17 days after the German invasion of Poland in 1939, which marked the beginning of World War II, the Soviet Union invaded the eastern regions of the Second Polish Republic, which Poland re-established during the Polish–Soviet War and referred to as the "Kresy", and annexed territories totaling 201,015 square kilometres (77,612 sq mi) with a population of 13,299,000 inhabitants including Lithuanians,Russians, Belarusians, Ukrainians, Poles, Jews, Czechs and others.

Most of these territories remained within the Soviet Union in 1945 as a consequence of European-wide territorial rearrangements configured during the Tehran Conference of 1943. Poland was compensated for this territorial loss with the prewar German eastern territories much of which had been devastated during the war, and had been looted and pillaged by the Red Army. Communist Poland described the territories as the "Recovered Territories". The number of Poles in the Kresy in the year 1939 was around 5.274 million, but after ethnic cleansing in 1939-1945 by the Nazi Germany, Soviet Union and Ukrainian nationalist forces consisted of approximately 1.8 million inhabitants.[1] The post-World War II territory of Poland was significantly smaller than the pre-1939 land areas, shrinking by some 77,000 square kilometres (30,000 sq mi) (roughly equaling that of the territories of Belgium and the Netherlands combined).

Molotov–Ribbentrop Pact[edit]

Planned and actual divisions of Europe, according to the Molotov–Ribbentrop Pact, with later adjustments

Early in the morning of August 24, 1939, the Soviet Union and Nazi Germany signed a 10-year non-aggression pact, called the Molotov–Ribbentrop pact.
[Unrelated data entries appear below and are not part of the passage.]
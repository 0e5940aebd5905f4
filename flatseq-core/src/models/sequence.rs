use std::fmt::{self, Display};
use std::str::FromStr;

#[cfg(feature = "serde")]
use serde::{Deserialize, Serialize};

use crate::location::CompoundLocation;

#[derive(Clone, Copy, Debug, PartialEq, Eq, Hash)]
#[cfg_attr(feature = "serde", derive(Serialize, Deserialize))]
pub enum Topology {
    Linear,
    Circular,
}

impl FromStr for Topology {
    type Err = String;

    fn from_str(s: &str) -> Result<Self, Self::Err> {
        match s.to_lowercase().as_str() {
            "linear" => Ok(Topology::Linear),
            "circular" => Ok(Topology::Circular),
            _ => Err(format!("Invalid topology: {}", s)),
        }
    }
}

impl Display for Topology {
    fn fmt(&self, f: &mut fmt::Formatter<'_>) -> fmt::Result {
        match self {
            Topology::Linear => write!(f, "linear"),
            Topology::Circular => write!(f, "circular"),
        }
    }
}

///
/// Counts of each base, as written on the EMBL `SQ` line.
///
#[derive(Clone, Copy, Debug, PartialEq, Eq, Default)]
pub struct BaseCounts {
    pub a: u64,
    pub c: u64,
    pub g: u64,
    pub t: u64,
    pub other: u64,
}

///
/// The sequence part of an entry: either literal bases, or a contig map
/// assembling the sequence from other accessions and gaps.
///
#[derive(Clone, Debug, PartialEq, Eq, Default)]
#[cfg_attr(feature = "serde", derive(Serialize, Deserialize))]
pub struct Sequence {
    pub version: Option<u32>,
    pub molecule_type: Option<String>,
    pub topology: Option<Topology>,
    pub declared_length: Option<u64>,
    pub bases: Vec<u8>,
    pub contigs: CompoundLocation,
}

impl Sequence {
    ///
    /// Length of the sequence: literal bases when present, otherwise the
    /// contig map, otherwise whatever the header declared.
    ///
    pub fn length(&self) -> u64 {
        if !self.bases.is_empty() {
            self.bases.len() as u64
        } else if !self.contigs.is_empty() {
            self.contigs.length()
        } else {
            self.declared_length.unwrap_or(0)
        }
    }

    /// Append bases, keeping letters only and lower-casing them.
    pub fn push_bases(&mut self, text: &str) {
        self.bases.extend(
            text.bytes()
                .filter(u8::is_ascii_alphabetic)
                .map(|b| b.to_ascii_lowercase()),
        );
    }

    pub fn base_counts(&self) -> BaseCounts {
        let mut counts = BaseCounts::default();
        for base in &self.bases {
            match base.to_ascii_lowercase() {
                b'a' => counts.a += 1,
                b'c' => counts.c += 1,
                b'g' => counts.g += 1,
                b't' => counts.t += 1,
                _ => counts.other += 1,
            }
        }
        counts
    }
}
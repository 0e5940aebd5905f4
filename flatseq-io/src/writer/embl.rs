use std::io::Write;

use flatseq_core::location::Location;
use flatseq_core::models::{Author, Entry, PublicationKind, Reference};

use crate::error::Result;
use crate::reader::embl::header::PLACEHOLDER;
use crate::utils::{format_date, quote};
use crate::writer::block::{BlockWriter, WrapChar};
use crate::writer::feature::FeatureWriter;
use crate::writer::location::render_compound_location;
use crate::writer::sequence::write_embl_sequence;
use crate::writer::{EntryWriter, WriterOptions};

const SEPARATOR: &str = "XX";
const FEATURE_PREFIX: &str = "FT   ";
const FEATURE_PADDING: &str = "FT                   ";

type Section = fn(&EmblWriter, &mut dyn Write, &Entry) -> Result<bool>;

/// A tagged block: the tag padded to five columns on every line.
fn block(out: &mut dyn Write, tag: &str, text: &str) -> Result<bool> {
    let padding = format!("{:<5}", tag);
    BlockWriter::new(&padding, &padding).write(out, text)
}

fn authors(authors: &[Author]) -> String {
    authors.iter().map(Author::to_embl).collect::<Vec<String>>().join(", ")
}

fn date_text(date: &Option<chrono::NaiveDate>) -> String {
    date.as_ref().map(format_date).unwrap_or_default()
}

/// Publication in `RL` notation.
pub fn publication_text(kind: &PublicationKind) -> String {
    match kind {
        PublicationKind::Unpublished => "Unpublished.".to_string(),
        PublicationKind::Thesis { year, institute } => match year {
            Some(year) => format!("Thesis ({}), {}.", year, institute),
            None => format!("Thesis, {}.", institute),
        },
        PublicationKind::Submission {
            date,
            submitter_address,
        } => {
            let mut text = format!("Submitted ({}) to the INSDC.", date_text(date));
            if let Some(address) = submitter_address {
                text.push(' ');
                text.push_str(address);
            }
            text
        }
        PublicationKind::Patent {
            office,
            number,
            patent_kind,
            sequence_number,
            date,
            applicants,
        } => {
            let mut text = format!(
                "Patent number {}{}-{}/{}, {}.",
                office,
                number,
                patent_kind,
                sequence_number.unwrap_or(0),
                date_text(date)
            );
            if !applicants.is_empty() {
                text.push(' ');
                text.push_str(&applicants.join("; "));
                text.push('.');
            }
            text
        }
        PublicationKind::Book {
            editors,
            book_title,
            first_page,
            last_page,
            publisher,
            year,
        } => format!(
            "(in) {} (eds.); {}:{}-{}; {} ({}).",
            authors(editors),
            book_title,
            first_page,
            last_page,
            publisher,
            year.map(|y| y.to_string()).unwrap_or_default()
        ),
        PublicationKind::Article {
            journal,
            volume,
            issue,
            first_page,
            last_page,
            year,
        } => format!(
            "{} {}{}:{}{}({}).",
            journal,
            volume.as_deref().unwrap_or_default(),
            issue.as_ref().map(|i| format!("({})", i)).unwrap_or_default(),
            first_page.as_deref().unwrap_or_default(),
            last_page.as_ref().map(|p| format!("-{}", p)).unwrap_or_default(),
            year.map(|y| y.to_string()).unwrap_or_default()
        ),
        PublicationKind::ElectronicReference { text } => format!("(er) {}", text),
    }
}

///
/// EMBL flat-file writer. Sections are separated by `XX` lines.
///
pub struct EmblWriter {
    options: WriterOptions,
}

impl EmblWriter {
    pub fn new(options: WriterOptions) -> Self {
        EmblWriter { options }
    }

    /// `ID   X56734; SV 1; linear; mRNA; STD; PLN; 1859 BP.`
    fn write_id(&self, out: &mut dyn Write, entry: &Entry) -> Result<bool> {
        let sequence = &entry.sequence;
        writeln!(
            out,
            "ID   {}; SV {}; {}; {}; {}; {}; {} BP.",
            entry.primary_accession.as_deref().unwrap_or(PLACEHOLDER),
            sequence.version.map(|v| v.to_string()).unwrap_or(PLACEHOLDER.to_string()),
            sequence.topology.map(|t| t.to_string()).unwrap_or(PLACEHOLDER.to_string()),
            sequence.molecule_type.as_deref().unwrap_or(PLACEHOLDER),
            entry.data_class.as_deref().unwrap_or(PLACEHOLDER),
            entry.division.as_deref().unwrap_or(PLACEHOLDER),
            sequence.length()
        )?;
        Ok(true)
    }

    fn write_accessions(&self, out: &mut dyn Write, entry: &Entry) -> Result<bool> {
        let accessions: Vec<String> = entry
            .primary_accession
            .iter()
            .chain(entry.secondary_accessions.iter())
            .map(|accession| format!("{};", accession))
            .collect();
        block(out, "AC", &accessions.join(" "))
    }

    fn write_projects(&self, out: &mut dyn Write, entry: &Entry) -> Result<bool> {
        let projects: Vec<String> = entry.projects.iter().map(|p| format!("Project:{};", p)).collect();
        block(out, "PR", &projects.join(" "))
    }

    fn write_dates(&self, out: &mut dyn Write, entry: &Entry) -> Result<bool> {
        if let Some(date) = &entry.first_public {
            match entry.first_public_release {
                Some(release) => writeln!(out, "DT   {} (Rel. {}, Created)", format_date(date), release)?,
                None => writeln!(out, "DT   {} (Created)", format_date(date))?,
            }
        }
        if let Some(date) = &entry.last_updated {
            let mut details = Vec::new();
            if let Some(release) = entry.last_updated_release {
                details.push(format!("Rel. {}", release));
            }
            details.push("Last updated".to_string());
            if let Some(version) = entry.entry_version {
                details.push(format!("Version {}", version));
            }
            writeln!(out, "DT   {} ({})", format_date(date), details.join(", "))?;
        }
        Ok(entry.first_public.is_some() || entry.last_updated.is_some())
    }

    fn write_description(&self, out: &mut dyn Write, entry: &Entry) -> Result<bool> {
        block(out, "DE", entry.description.as_deref().unwrap_or_default())
    }

    fn write_keywords(&self, out: &mut dyn Write, entry: &Entry) -> Result<bool> {
        block(out, "KW", &format!("{}.", entry.keywords.join("; ")))
    }

    fn write_organism(&self, out: &mut dyn Write, entry: &Entry) -> Result<bool> {
        let Some(organism) = &entry.organism else {
            return Ok(false);
        };
        let species = match &organism.common_name {
            Some(common) => format!("{} ({})", organism.scientific_name, common),
            None => organism.scientific_name.clone(),
        };
        let mut written = block(out, "OS", &species)?;
        if !organism.lineage.is_empty() {
            written |= block(out, "OC", &format!("{}.", organism.lineage.join("; ")))?;
        }
        if let Some(organelle) = &organism.organelle {
            written |= block(out, "OG", organelle)?;
        }
        Ok(written)
    }

    fn write_reference(&self, out: &mut dyn Write, number: u32, reference: &Reference) -> Result<()> {
        writeln!(out, "RN   [{}]", reference.number.unwrap_or(number))?;
        if let Some(comment) = &reference.comment {
            block(out, "RC", comment)?;
        }
        let positions: Vec<String> = reference
            .location
            .locations()
            .iter()
            .filter_map(|location: &Location| Some(format!("{}-{}", location.begin()?, location.end()?)))
            .collect();
        block(out, "RP", &positions.join(", "))?;
        for xref in &reference.xrefs {
            writeln!(out, "RX   {}; {}.", xref.database, xref.primary_id)?;
        }

        let publication = &reference.publication;
        if let Some(consortium) = &publication.consortium {
            block(out, "RG", consortium)?;
        }
        if !publication.authors.is_empty() {
            block(out, "RA", &format!("{};", authors(&publication.authors)))?;
        }
        match &publication.title {
            Some(title) => block(out, "RT", &format!("{};", quote(title)))?,
            None => block(out, "RT", ";")?,
        };
        block(out, "RL", &publication_text(&publication.kind))?;
        writeln!(out, "{}", SEPARATOR)?;
        Ok(())
    }

    /// Each reference carries its own separator.
    fn write_references(&self, out: &mut dyn Write, entry: &Entry) -> Result<bool> {
        for (index, reference) in entry.references.iter().enumerate() {
            self.write_reference(out, index as u32 + 1, reference)?;
        }
        Ok(false)
    }

    fn write_xrefs(&self, out: &mut dyn Write, entry: &Entry) -> Result<bool> {
        for xref in &entry.xrefs {
            match &xref.secondary_id {
                Some(secondary) => writeln!(out, "DR   {}; {}; {}.", xref.database, xref.primary_id, secondary)?,
                None => writeln!(out, "DR   {}; {}.", xref.database, xref.primary_id)?,
            }
        }
        Ok(!entry.xrefs.is_empty())
    }

    fn write_comment(&self, out: &mut dyn Write, entry: &Entry) -> Result<bool> {
        let Some(comment) = &entry.comment else {
            return Ok(false);
        };
        // comment lines keep their own layout
        for line in comment.lines() {
            writeln!(out, "{}", format!("CC   {}", line).trim_end())?;
        }
        Ok(true)
    }

    fn write_features(&self, out: &mut dyn Write, entry: &Entry) -> Result<bool> {
        if entry.features.is_empty() {
            return Ok(false);
        }
        writeln!(out, "FH   Key             Location/Qualifiers")?;
        writeln!(out, "FH")?;
        let writer = FeatureWriter::new(FEATURE_PREFIX, FEATURE_PADDING);
        for feature in self.options.features(entry) {
            writer.write(out, feature)?;
        }
        Ok(true)
    }

    /// `CO` for assembled entries, otherwise `SQ` and the bases.
    fn write_sequence(&self, out: &mut dyn Write, entry: &Entry) -> Result<()> {
        let sequence = &entry.sequence;
        if !sequence.contigs.is_empty() {
            BlockWriter::new("CO   ", "CO   ")
                .wrap_char(WrapChar::Comma)
                .write(out, &render_compound_location(&sequence.contigs))?;
            return Ok(());
        }
        if !self.options.write_sequence || sequence.bases.is_empty() {
            return Ok(());
        }

        let counts = sequence.base_counts();
        writeln!(
            out,
            "SQ   Sequence {} BP; {} A; {} C; {} G; {} T; {} other;",
            sequence.bases.len(),
            counts.a,
            counts.c,
            counts.g,
            counts.t,
            counts.other
        )?;
        write_embl_sequence(out, &sequence.bases)
    }
}

impl EntryWriter for EmblWriter {
    fn write(&mut self, out: &mut dyn Write, entry: &Entry) -> Result<()> {
        let sections: [Section; 11] = [
            EmblWriter::write_id,
            EmblWriter::write_accessions,
            EmblWriter::write_projects,
            EmblWriter::write_dates,
            EmblWriter::write_description,
            EmblWriter::write_keywords,
            EmblWriter::write_organism,
            EmblWriter::write_references,
            EmblWriter::write_xrefs,
            EmblWriter::write_comment,
            EmblWriter::write_features,
        ];
        for section in sections {
            if section(self, out, entry)? {
                writeln!(out, "{}", SEPARATOR)?;
            }
        }
        self.write_sequence(out, entry)?;
        writeln!(out, "//")?;
        Ok(())
    }
}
Most notably, the pact contained a secret protocol, revealed only after Germany's defeat in 1945, according to which the states of Northern and Eastern Europe were divided into German and Soviet "spheres of influence".[2] In the North, Finland, Estonia and Latvia were assigned to the Soviet sphere.[2] Poland was to be partitioned in the event of its "political rearrangement"—the areas east of the Narev, Vistula and San Rivers going to the Soviet Union while Germany would occupy the west.[2][3] Initially annexed by Poland in a series of wars between 1918 and 1921 (primarily the Polish-Soviet War), these territories had mixed urban national populations with Poles and Ukrainians being the most numerous ethnic groups, with significant minorities of Belarusians and Jews.[4] Much of this rural territory had its own significant local non-Polish majority (Ukrainians in the south and Belarusians in the North).[5]

Lithuania, adjacent to East Prussia, would be in the German sphere of influence, although a second secret protocol agreed in September 1939 assigned the majority of Lithuania to the USSR.[6] According to the secret protocol, Lithuania would retrieve its historical capital Vilnius, subjugated during the inter-war period by Poland.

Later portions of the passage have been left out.